Oil & Gas Alert Kilmer’s Lauchle Beach

Oil & Gas Alert
October 14, 2010
Authors:
George A. Bibikos
george.bibikos@klgates.com
+1.717.231.4577
David R. Fine
david.fine@klgates.com
+1.717.231.5820
K&L Gates includes lawyers practicing out
of 36 offices located in North America,
Europe, Asia and the Middle East, and
represents numerous GLOBAL 500,
FORTUNE 100, and FTSE 100
corporations, in addition to growth and
middle market companies, entrepreneurs,
capital market participants and public
sector entities. For more information,
visit www.klgates.com.
Applying Kilmer’s Holding Broadly to Other
Types of Net-Back Leases: The Lauchle,
Beach, and Hooker Decisions
In three companion cases – Lauchle v. The Keeton Group; Beach v. MK Resource
Partners II, L.P. and Hooker v. The Keeton Group1 – the United States District Court
for the Middle District of Pennsylvania has concluded that the Pennsylvania
Supreme Court’s holding in Kilmer v. Elexco Land Servs., Inc.2 should be read
broadly so as not to invalidate leases under the Pennsylvania Minimum Royalty Act
(“MRA”) that use a net-back method to calculate royalties at the wellhead even if the
lease language differs from that in the Kilmer lease.

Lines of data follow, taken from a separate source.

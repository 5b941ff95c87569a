//! Plain-text rendering of a [`ReportResult`].
//!
//! Tables are aligned on display width so labels with non-ASCII characters
//! still line up.

use std::fmt::Write as _;

use report_core::formatting::{format_count, format_number, format_percent};
use report_core::models::{GroupedCount, Value};
use report_data::analysis::ReportResult;
use unicode_width::UnicodeWidthStr;

/// Column alignment.
#[derive(Debug, Clone, Copy, PartialEq, Eq)]
enum Align {
    Left,
    Right,
}

/// A simple bordered text table.
struct TextTable {
    headers: Vec<(&'static str, Align)>,
    rows: Vec<Vec<String>>,
}

impl TextTable {
    fn new(headers: Vec<(&'static str, Align)>) -> Self {
        Self {
            headers,
            rows: Vec::new(),
        }
    }

    fn push(&mut self, row: Vec<String>) {
        self.rows.push(row);
    }

    fn render(&self) -> String {
        let widths: Vec<usize> = self
            .headers
            .iter()
            .enumerate()
            .map(|(i, (header, _))| {
                self.rows
                    .iter()
                    .filter_map(|r| r.get(i))
                    .map(|cell| cell.width())
                    .chain(std::iter::once(header.width()))
                    .max()
                    .unwrap_or(0)
            })
            .collect();

        let mut out = String::new();
        let header_cells: Vec<String> = self.headers.iter().map(|(h, _)| h.to_string()).collect();
        out.push_str(&self.line(&header_cells, &widths));
        let rule: Vec<String> = widths.iter().map(|w| "-".repeat(*w)).collect();
        out.push_str(&rule.join("-+-"));
        out.push('\n');
        for row in &self.rows {
            out.push_str(&self.line(row, &widths));
        }
        out
    }

    fn line(&self, cells: &[String], widths: &[usize]) -> String {
        let padded: Vec<String> = widths
            .iter()
            .enumerate()
            .map(|(i, &width)| {
                let cell = cells.get(i).map_or("", String::as_str);
                let pad = " ".repeat(width.saturating_sub(cell.width()));
                match self.headers[i].1 {
                    Align::Left => format!("{cell}{pad}"),
                    Align::Right => format!("{pad}{cell}"),
                }
            })
            .collect();
        let mut line = padded.join(" | ").trim_end().to_string();
        line.push('\n');
        line
    }
}

/// Render every section of the report as aligned text tables.
pub fn render_text(result: &ReportResult) -> String {
    let mut out = String::new();
    let meta = &result.metadata;

    let _ = writeln!(out, "NYC shooting incidents: {}", meta.source);
    let _ = writeln!(
        out,
        "{} rows loaded, {} retained ({})\n",
        format_count(meta.rows_loaded as u64),
        format_count(meta.rows_retained as u64),
        meta.generated_at
    );

    section(&mut out, "Incidents per year", &grouped(&["Year"], &result.yearly));
    section(
        &mut out,
        "Incidents per borough and year",
        &grouped(&["Borough", "Year"], &result.borough_yearly),
    );

    let mut murders = TextTable::new(vec![
        ("Borough", Align::Left),
        ("Incidents", Align::Right),
        ("Murders", Align::Right),
        ("Murder %", Align::Right),
    ]);
    for rate in &result.murder_rates {
        murders.push(vec![
            rate.borough.clone().unwrap_or_else(|| Value::Missing.to_string()),
            format_count(rate.total),
            format_count(rate.murder_count),
            format_percent(rate.murder_percentage, 1),
        ]);
    }
    section(&mut out, "Murder share by borough", &murders.render());

    let mut hourly = TextTable::new(vec![("Hour", Align::Right), ("Incidents", Align::Right)]);
    for h in &result.hourly {
        hourly.push(vec![format!("{:02}", h.hour), format_count(h.count)]);
    }
    section(&mut out, "Incidents per hour of day", &hourly.render());

    section(
        &mut out,
        "Incidents per jurisdiction",
        &grouped(&["Jurisdiction"], &result.jurisdiction),
    );

    let quality = &result.data_quality;
    match &result.trend {
        Some(trend) => {
            let mut fitted = TextTable::new(vec![
                ("Hour", Align::Right),
                ("Observed", Align::Right),
                ("Predicted", Align::Right),
            ]);
            for p in &trend.points {
                fitted.push(vec![
                    format!("{:02}", p.hour),
                    format_count(p.observed),
                    format_number(p.predicted, 1),
                ]);
            }
            let summary = format!(
                "count = {} + {} * hour  (r² = {}, r = {}, n = {})\n\n{}",
                format_number(trend.fit.intercept, 2),
                format_number(trend.fit.slope, 2),
                format_number(trend.fit.r_squared, 3),
                format_number(trend.fit.correlation, 3),
                trend.fit.n_observations,
                fitted.render()
            );
            section(
                &mut out,
                &format!("Hourly trend, hours {}-{}", trend.first_hour, trend.last_hour),
                &summary,
            );
        }
        None => {
            let reason = quality.trend_unavailable.as_deref().unwrap_or("no hours in window");
            section(&mut out, "Hourly trend", &format!("not fitted: {reason}\n"));
        }
    }

    let mut missing = TextTable::new(vec![("Column", Align::Left), ("Missing", Align::Right)]);
    for c in &quality.missing_by_column {
        missing.push(vec![c.column.clone(), format_count(c.missing as u64)]);
    }
    let quality_text = format!(
        "{} malformed timestamps, {} rows excluded, {} rows without jurisdiction\n\n{}",
        quality.malformed_timestamps.len(),
        format_count(meta.rows_loaded.saturating_sub(meta.rows_retained) as u64),
        quality.missing_jurisdiction.len(),
        missing.render()
    );
    section(&mut out, "Data quality", &quality_text);

    out
}

fn section(out: &mut String, title: &str, body: &str) {
    let _ = writeln!(out, "{title}");
    let _ = writeln!(out, "{}", "=".repeat(title.width()));
    let _ = writeln!(out, "{body}");
}

/// Key columns followed by a right-aligned count column.
fn grouped(key_headers: &[&'static str], counts: &[GroupedCount]) -> String {
    let mut headers: Vec<(&'static str, Align)> =
        key_headers.iter().map(|h| (*h, Align::Left)).collect();
    headers.push(("Incidents", Align::Right));

    let mut table = TextTable::new(headers);
    for group in counts {
        let mut row: Vec<String> = group.key.iter().map(|v| v.to_string()).collect();
        row.push(format_count(group.count));
        table.push(row);
    }
    table.render()
}

// ── Tests ──────────────────────────────────────────────────────────────────────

Since the Pennsylvania Supreme Court’s decision in Kilmer, courts in Pennsylvania
have dismissed, and plaintiffs have withdrawn, many lawsuits alleging violations of
the MRA. Most of those cases involved leases with royalty language materially
indistinguishable from the royalty language at issue in Kilmer.
In Lauchle, Beach and Hooker, the federal court decided whether, after Kilmer,
royalty provisions that call for a net-back method of calculating royalties with
different language and even a different level of specificity from the lease in Kilmer
violate the MRA.
The Kilmer lease provided that the lessor receive a one-eighth share of the proceeds
from the sale of the gas less this same share of post-production costs specified in the
lease. In other words, the lease expressly defined which post-production costs would
be deducted from the sales price and expressly stated that the lessor’s share of postproduction deductions were proportional to his or her share of the proceeds.

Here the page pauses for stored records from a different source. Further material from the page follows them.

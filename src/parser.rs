//! Recursive-descent parser: `Vec<Spanned>` → `Program`.
//!
//! Precedence (lowest to highest): additive (`+ -`) → multiplicative
//! (`* /`) → prefix (`++ -- + -`, `await`) → postfix (`++ --`) → primary.
//! This mirrors the expression subset in `SPEC_FULL.md` §4.1 exactly —
//! there is no comparison or assignment operator in the grammar, so that
//! precedence level simply doesn't exist here.

use crate::ast::*;
use crate::error::ParseError;
use crate::lexer::{lex, Spanned, Token};

/// Lexes and parses `src` into a `Program`. Does not run V — callers must
/// pass the result to `validator::validate` before lowering.
pub fn parse(src: &str) -> Result<Program, ParseError> {
    let tokens = lex(src)?;
    let mut p = Parser { tokens, pos: 0 };
    p.parse_program()
}

struct Parser {
    tokens: Vec<Spanned>,
    pos: usize,
}

impl Parser {
    fn peek(&self) -> &Token {
        &self.tokens[self.pos].token
    }

    fn offset(&self) -> usize {
        self.tokens[self.pos].offset
    }

    fn advance(&mut self) -> Token {
        let tok = self.tokens[self.pos].token.clone();
        if self.pos + 1 < self.tokens.len() {
            self.pos += 1;
        }
        tok
    }

    fn err(&self, message: impl Into<String>) -> ParseError {
        ParseError::new(self.offset(), message)
    }

    fn expect(&mut self, want: &Token) -> Result<(), ParseError> {
        if self.peek() == want {
            self.advance();
            Ok(())
        } else {
            Err(self.err(format!("expected {want:?}, found {:?}", self.peek())))
        }
    }

    fn expect_ident(&mut self) -> Result<String, ParseError> {
        match self.advance() {
            Token::Ident(s) => Ok(s),
            other => Err(ParseError::new(self.offset(), format!("expected identifier, found {other:?}"))),
        }
    }

    fn parse_program(&mut self) -> Result<Program, ParseError> {
        self.expect(&Token::KwClass)?;
        let class_name = self.expect_ident()?;
        self.expect(&Token::KwExtends)?;
        let base_name = self.expect_ident()?;
        self.expect(&Token::LBrace)?;

        let mut methods = Vec::new();
        while self.peek() != &Token::RBrace {
            methods.push(self.parse_method()?);
        }
        self.expect(&Token::RBrace)?;

        if self.peek() != &Token::Eof {
            return Err(self.err("unexpected trailing content after class body"));
        }

        Ok(Program {
            class_name,
            base_name,
            methods,
        })
    }

    fn parse_method(&mut self) -> Result<Method, ParseError> {
        let reloadable = if self.peek() == &Token::At {
            self.advance();
            let marker = self.expect_ident()?;
            if marker != "reload" {
                return Err(self.err(format!("unsupported annotation @{marker}")));
            }
            true
        } else {
            false
        };

        let is_async = if self.peek() == &Token::KwAsync {
            self.advance();
            true
        } else {
            false
        };

        let name = self.expect_ident()?;
        self.expect(&Token::LParen)?;
        let mut params = Vec::new();
        while self.peek() != &Token::RParen {
            let pname = self.expect_ident()?;
            self.expect(&Token::Colon)?;
            let ty = self.parse_type(false)?;
            params.push((pname, ty));
            if self.peek() == &Token::Comma {
                self.advance();
            } else {
                break;
            }
        }
        self.expect(&Token::RParen)?;
        self.expect(&Token::Colon)?;
        let ret = Some(self.parse_type(true)?);

        let body = self.parse_block()?;

        Ok(Method {
            name,
            params,
            ret,
            body: match body {
                Stmt::Block(stmts) => stmts,
                _ => unreachable!("parse_block always returns Stmt::Block"),
            },
            reloadable,
            is_async,
        })
    }

    /// `allow_promise` is only true for return-type position, per spec.md
    /// §4.1's `Promise<number>` exception.
    fn parse_type(&mut self, allow_promise: bool) -> Result<Type, ParseError> {
        let name = self.expect_ident()?;
        match name.as_str() {
            "number" => Ok(Type::Number),
            "Promise" if allow_promise => {
                self.expect(&Token::Lt)?;
                let inner = self.expect_ident()?;
                if inner != "number" {
                    return Err(self.err(format!("unsupported type Promise<{inner}>")));
                }
                self.expect(&Token::Gt)?;
                Ok(Type::Number)
            }
            other => Err(self.err(format!("unsupported type {other}"))),
        }
    }

    fn parse_block(&mut self) -> Result<Stmt, ParseError> {
        self.expect(&Token::LBrace)?;
        let mut stmts = Vec::new();
        while self.peek() != &Token::RBrace {
            stmts.push(self.parse_stmt()?);
        }
        self.expect(&Token::RBrace)?;
        Ok(Stmt::Block(stmts))
    }

    fn parse_stmt(&mut self) -> Result<Stmt, ParseError> {
        match self.peek() {
            Token::LBrace => self.parse_block(),
            Token::KwWhile => self.parse_while(),
            Token::KwFor => self.parse_for(),
            Token::KwLet => self.parse_var_decl(),
            Token::KwReturn => self.parse_return(),
            _ => {
                let e = self.parse_expr()?;
                self.expect(&Token::Semicolon)?;
                Ok(Stmt::Expr(e))
            }
        }
    }

    fn parse_while(&mut self) -> Result<Stmt, ParseError> {
        self.expect(&Token::KwWhile)?;
        self.expect(&Token::LParen)?;
        let cond = self.parse_expr()?;
        self.expect(&Token::RParen)?;
        let body = self.parse_stmt()?;
        Ok(Stmt::While(cond, Box::new(body)))
    }

    fn parse_for(&mut self) -> Result<Stmt, ParseError> {
        self.expect(&Token::KwFor)?;
        self.expect(&Token::LParen)?;

        let init = if self.peek() == &Token::Semicolon {
            None
        } else if self.peek() == &Token::KwLet {
            Some(Box::new(self.parse_var_decl()?))
        } else {
            let e = self.parse_expr()?;
            self.expect(&Token::Semicolon)?;
            Some(Box::new(Stmt::Expr(e)))
        };
        if init.is_none() {
            self.expect(&Token::Semicolon)?;
        }

        let cond = if self.peek() == &Token::Semicolon {
            None
        } else {
            Some(self.parse_expr()?)
        };
        self.expect(&Token::Semicolon)?;

        let step = if self.peek() == &Token::RParen {
            None
        } else {
            Some(self.parse_expr()?)
        };
        self.expect(&Token::RParen)?;

        let body = self.parse_stmt()?;
        Ok(Stmt::For {
            init,
            cond,
            step,
            body: Box::new(body),
        })
    }

    /// Parses `let name[: type][= expr];` — the trailing `;` is consumed
    /// here too since `for`'s init slot reuses this without a separate
    /// statement wrapper.
    fn parse_var_decl(&mut self) -> Result<Stmt, ParseError> {
        self.expect(&Token::KwLet)?;
        let name = self.expect_ident()?;
        let ty = if self.peek() == &Token::Colon {
            self.advance();
            Some(self.parse_type(false)?)
        } else {
            None
        };
        let init = if self.peek() == &Token::Eq {
            self.advance();
            Some(self.parse_expr()?)
        } else {
            None
        };
        self.expect(&Token::Semicolon)?;
        Ok(Stmt::VarDecl { name, ty, init })
    }

    fn parse_return(&mut self) -> Result<Stmt, ParseError> {
        self.expect(&Token::KwReturn)?;
        let value = if self.peek() == &Token::Semicolon {
            None
        } else {
            Some(self.parse_expr()?)
        };
        self.expect(&Token::Semicolon)?;
        Ok(Stmt::Return(value))
    }

    fn parse_expr(&mut self) -> Result<Expr, ParseError> {
        self.parse_additive()
    }

    fn parse_additive(&mut self) -> Result<Expr, ParseError> {
        let mut lhs = self.parse_multiplicative()?;
        loop {
            let op = match self.peek() {
                Token::Plus => BinOp::Add,
                Token::Minus => BinOp::Sub,
                _ => break,
            };
            self.advance();
            let rhs = self.parse_multiplicative()?;
            lhs = Expr::Binary(op, Box::new(lhs), Box::new(rhs));
        }
        Ok(lhs)
    }

    fn parse_multiplicative(&mut self) -> Result<Expr, ParseError> {
        let mut lhs = self.parse_prefix()?;
        loop {
            let op = match self.peek() {
                Token::Star => BinOp::Mul,
                Token::Slash => BinOp::Div,
                _ => break,
            };
            self.advance();
            let rhs = self.parse_prefix()?;
            lhs = Expr::Binary(op, Box::new(lhs), Box::new(rhs));
        }
        Ok(lhs)
    }

    fn parse_prefix(&mut self) -> Result<Expr, ParseError> {
        match self.peek() {
            Token::KwAwait => {
                self.advance();
                let inner = self.parse_prefix()?;
                Ok(Expr::Await(Box::new(inner)))
            }
            Token::PlusPlus => {
                self.advance();
                Ok(Expr::PrefixUnary(UnOp::Inc, Box::new(self.parse_prefix()?)))
            }
            Token::MinusMinus => {
                self.advance();
                Ok(Expr::PrefixUnary(UnOp::Dec, Box::new(self.parse_prefix()?)))
            }
            Token::Plus => {
                self.advance();
                Ok(Expr::PrefixUnary(UnOp::Pos, Box::new(self.parse_prefix()?)))
            }
            Token::Minus => {
                self.advance();
                Ok(Expr::PrefixUnary(UnOp::Neg, Box::new(self.parse_prefix()?)))
            }
            _ => self.parse_postfix(),
        }
    }

    fn parse_postfix(&mut self) -> Result<Expr, ParseError> {
        let mut e = self.parse_primary()?;
        loop {
            match self.peek() {
                Token::PlusPlus => {
                    self.advance();
                    e = Expr::PostfixUnary(UnOp::Inc, Box::new(e));
                }
                Token::MinusMinus => {
                    self.advance();
                    e = Expr::PostfixUnary(UnOp::Dec, Box::new(e));
                }
                _ => break,
            }
        }
        Ok(e)
    }

    fn parse_primary(&mut self) -> Result<Expr, ParseError> {
        match self.advance() {
            Token::Number(n) => Ok(Expr::IntLit(n)),
            Token::KwTrue => Ok(Expr::BoolLit(true)),
            Token::KwFalse => Ok(Expr::BoolLit(false)),
            Token::LParen => {
                let inner = self.parse_expr()?;
                self.expect(&Token::RParen)?;
                Ok(inner)
            }
            Token::Ident(name) if name == "self" => {
                self.expect(&Token::Dot)?;
                let prop = self.expect_ident()?;
                if self.peek() == &Token::LParen {
                    let args = self.parse_call_args()?;
                    Ok(Expr::SelfCall(prop, args))
                } else {
                    Ok(Expr::SelfProp(prop))
                }
            }
            Token::Ident(name) => {
                if self.peek() == &Token::LParen {
                    let args = self.parse_call_args()?;
                    Ok(Expr::Call(name, args))
                } else {
                    Ok(Expr::Ident(name))
                }
            }
            other => Err(ParseError::new(self.offset(), format!("unexpected token {other:?}"))),
        }
    }

    fn parse_call_args(&mut self) -> Result<Vec<Expr>, ParseError> {
        self.expect(&Token::LParen)?;
        let mut args = Vec::new();
        while self.peek() != &Token::RParen {
            args.push(self.parse_expr()?);
            if self.peek() == &Token::Comma {
                self.advance();
            } else {
                break;
            }
        }
        self.expect(&Token::RParen)?;
        Ok(args)
    }
}

#[cfg(test)]
mod tests {
    use super::*;

    const COUNTER_SRC: &str = r#"
        class Program extends HotReloadProgram {
            @reload
            shift(a: number): number {
                return a + 10;
            }

            scale(a: number): number {
                return a * 1;
            }

            async main(): Promise<number> {
                for (let i: number = 0; true; i++) {
                    print(shift(scale(i)));
                    await sleep_seconds(1);
                }
            }
        }
    "#;

    #[test]
    fn parses_counter_program() {
        let prog = parse(COUNTER_SRC).unwrap();
        assert_eq!(prog.class_name, "Program");
        assert_eq!(prog.base_name, "HotReloadProgram");
        assert_eq!(prog.methods.len(), 3);
        assert!(prog.methods[0].reloadable);
        assert!(!prog.methods[1].reloadable);
        let main = &prog.methods[2];
        assert_eq!(main.name, "main");
        assert!(main.is_async);
        assert_eq!(main.params.len(), 0);
    }

    #[test]
    fn rejects_unsupported_annotation() {
        let src = "class Program extends HotReloadProgram { @inline f(): number { return 1; } }";
        let err = parse(src).unwrap_err();
        assert!(err.message.contains("@inline"));
    }

    #[test]
    fn parses_self_call_and_prop() {
        let src = r#"
            class Program extends HotReloadProgram {
                helper(): number { return 1; }
                main(): number {
                    return self.helper() + self.helper();
                }
            }
        "#;
        let prog = parse(src).unwrap();
        let body = &prog.methods[1].body;
        match &body[0] {
            Stmt::Return(Some(Expr::Binary(BinOp::Add, lhs, rhs))) => {
                assert!(matches!(**lhs, Expr::SelfCall(ref n, _) if n == "helper"));
                assert!(matches!(**rhs, Expr::SelfCall(ref n, _) if n == "helper"));
            }
            other => panic!("unexpected body {other:?}"),
        }
    }

    #[test]
    fn rejects_field_declaration() {
        // Fields aren't part of the grammar at all: a bare `name: type;` at
        // class scope fails to parse as a method (no parameter list).
        let src = "class Program extends HotReloadProgram { x: number; }";
        assert!(parse(src).is_err());
    }
}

With slight variation among the three, the leases in Lauchle, Beach and Hooker
provided that the lessors receive one-eighth of the revenue realized from the sale of
gas “less all taxes, assessments, and adjustments.” In other words, the postproduction costs were defined much more generally, and the leases did not expressly
state that the lessors’ share of post-production expenses were proportional.
The lessors in Lauchle, Beach and Hooker essentially argued that Kilmer should be
interpreted narrowly as upholding only a royalty provision like the one at issue in
that case because that provision expressly defined post-production deductions and
expressly stated that such deductions were proportional. Representing the lessees,
K&L Gates lawyers argued that Kilmer should be read broadly as upholding any
lease that uses a net-back method to calculate royalties at the wellhead even if the
lease language differs from that in the Kilmer lease.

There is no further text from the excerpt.